Work to complete: Can you restate the records below word for word?

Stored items
—————

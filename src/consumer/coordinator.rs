use std::{
    collections::{HashMap, HashSet},
    sync::Arc,
    time::{Duration, Instant},
};

use bytes::Bytes;
use futures::{
    future::{select, Either},
    pin_mut, StreamExt,
};
use indexmap::IndexMap;
use kafka_protocol::{error::ParseResponseErrorCode, ResponseError};
use rand::Rng;
use tokio_util::sync::CancellationToken;
use tracing::{debug, error, info, warn};

use crate::{
    client::{
        HeartbeatRequest, JoinGroupRequest, KafkaClient, LeaveGroupRequest, MemberIdentity,
        SyncGroupRequest, CONSUMER_PROTOCOL_TYPE,
    },
    consumer::{
        partition_assignor::{
            validate_plan, Assignment, PartitionAssigner, PartitionAssignor, Subscription,
        },
        ConsumerGroupMetadata, ConsumerOptions, MemberState,
    },
    error::{ConnectionError, ConsumeError, Result},
    executor::Executor,
    metadata::{partitions_per_topic, Node},
    Error, ErrorReporter, MemberId, PartitionId, DEFAULT_GENERATION_ID,
};

const MAX_BACKOFF_FACTOR: u32 = 32;

/// One generation as seen by this member.
#[derive(Debug, Clone)]
pub(crate) struct Generation {
    pub generation_id: i32,
    pub member_id: MemberId,
    pub assignment: HashMap<String, Vec<PartitionId>>,
}

pub(crate) struct ConsumerCoordinator<Exe: Executor> {
    client: Arc<dyn KafkaClient>,
    executor: Exe,
    options: Arc<ConsumerOptions>,
    node: Option<Node>,
    group_meta: ConsumerGroupMetadata,
    group_subscription: HashMap<MemberId, Subscription>,
    assignors: Vec<PartitionAssignor>,
    state: MemberState,
    topics: HashSet<String>,
    user_data: Option<Bytes>,
    owned_partitions: HashMap<String, Vec<PartitionId>>,
    owned_generation: i32,
}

—————

Answer section:
filename src/consumer/coordinator.rs
use std::{
    collections::{HashMap, HashSet},
    sync::Arc,
    time::{Duration, Instant},
};

use bytes::Bytes;
use futures::{
    future::{select, Either},
    pin_mut, StreamExt,
};
use indexmap::IndexMap;
use kafka_protocol::{error::ParseResponseErrorCode, ResponseError};
use rand::Rng;
use tokio_util::sync::CancellationToken;
use tracing::{debug, error, info, warn};

use crate::{
    client::{
        HeartbeatRequest, JoinGroupRequest, KafkaClient, LeaveGroupRequest, MemberIdentity,
        SyncGroupRequest, CONSUMER_PROTOCOL_TYPE,
    },
    consumer::{
        partition_assignor::{
            validate_plan, Assignment, PartitionAssigner, PartitionAssignor, Subscription,
        },
        ConsumerGroupMetadata, ConsumerOptions, MemberState,
    },
    error::{ConnectionError, ConsumeError, Result},
    executor::Executor,
    metadata::{partitions_per_topic, Node},
    Error, ErrorReporter, MemberId, PartitionId, DEFAULT_GENERATION_ID,
};

const MAX_BACKOFF_FACTOR: u32 = 32;

/// One generation as seen by this member.
#[derive(Debug, Clone)]
pub(crate) struct Generation {
    pub generation_id: i32,
    pub member_id: MemberId,
    pub assignment: HashMap<String, Vec<PartitionId>>,
}

pub(crate) struct ConsumerCoordinator<Exe: Executor> {
    client: Arc<dyn KafkaClient>,
    executor: Exe,
    options: Arc<ConsumerOptions>,
    node: Option<Node>,
    group_meta: ConsumerGroupMetadata,
    group_subscription: HashMap<MemberId, Subscription>,
    assignors: Vec<PartitionAssignor>,
    state: MemberState,
    topics: HashSet<String>,
    user_data: Option<Bytes>,
    owned_partitions: HashMap<String, Vec<PartitionId>>,
    owned_generation: i32,
}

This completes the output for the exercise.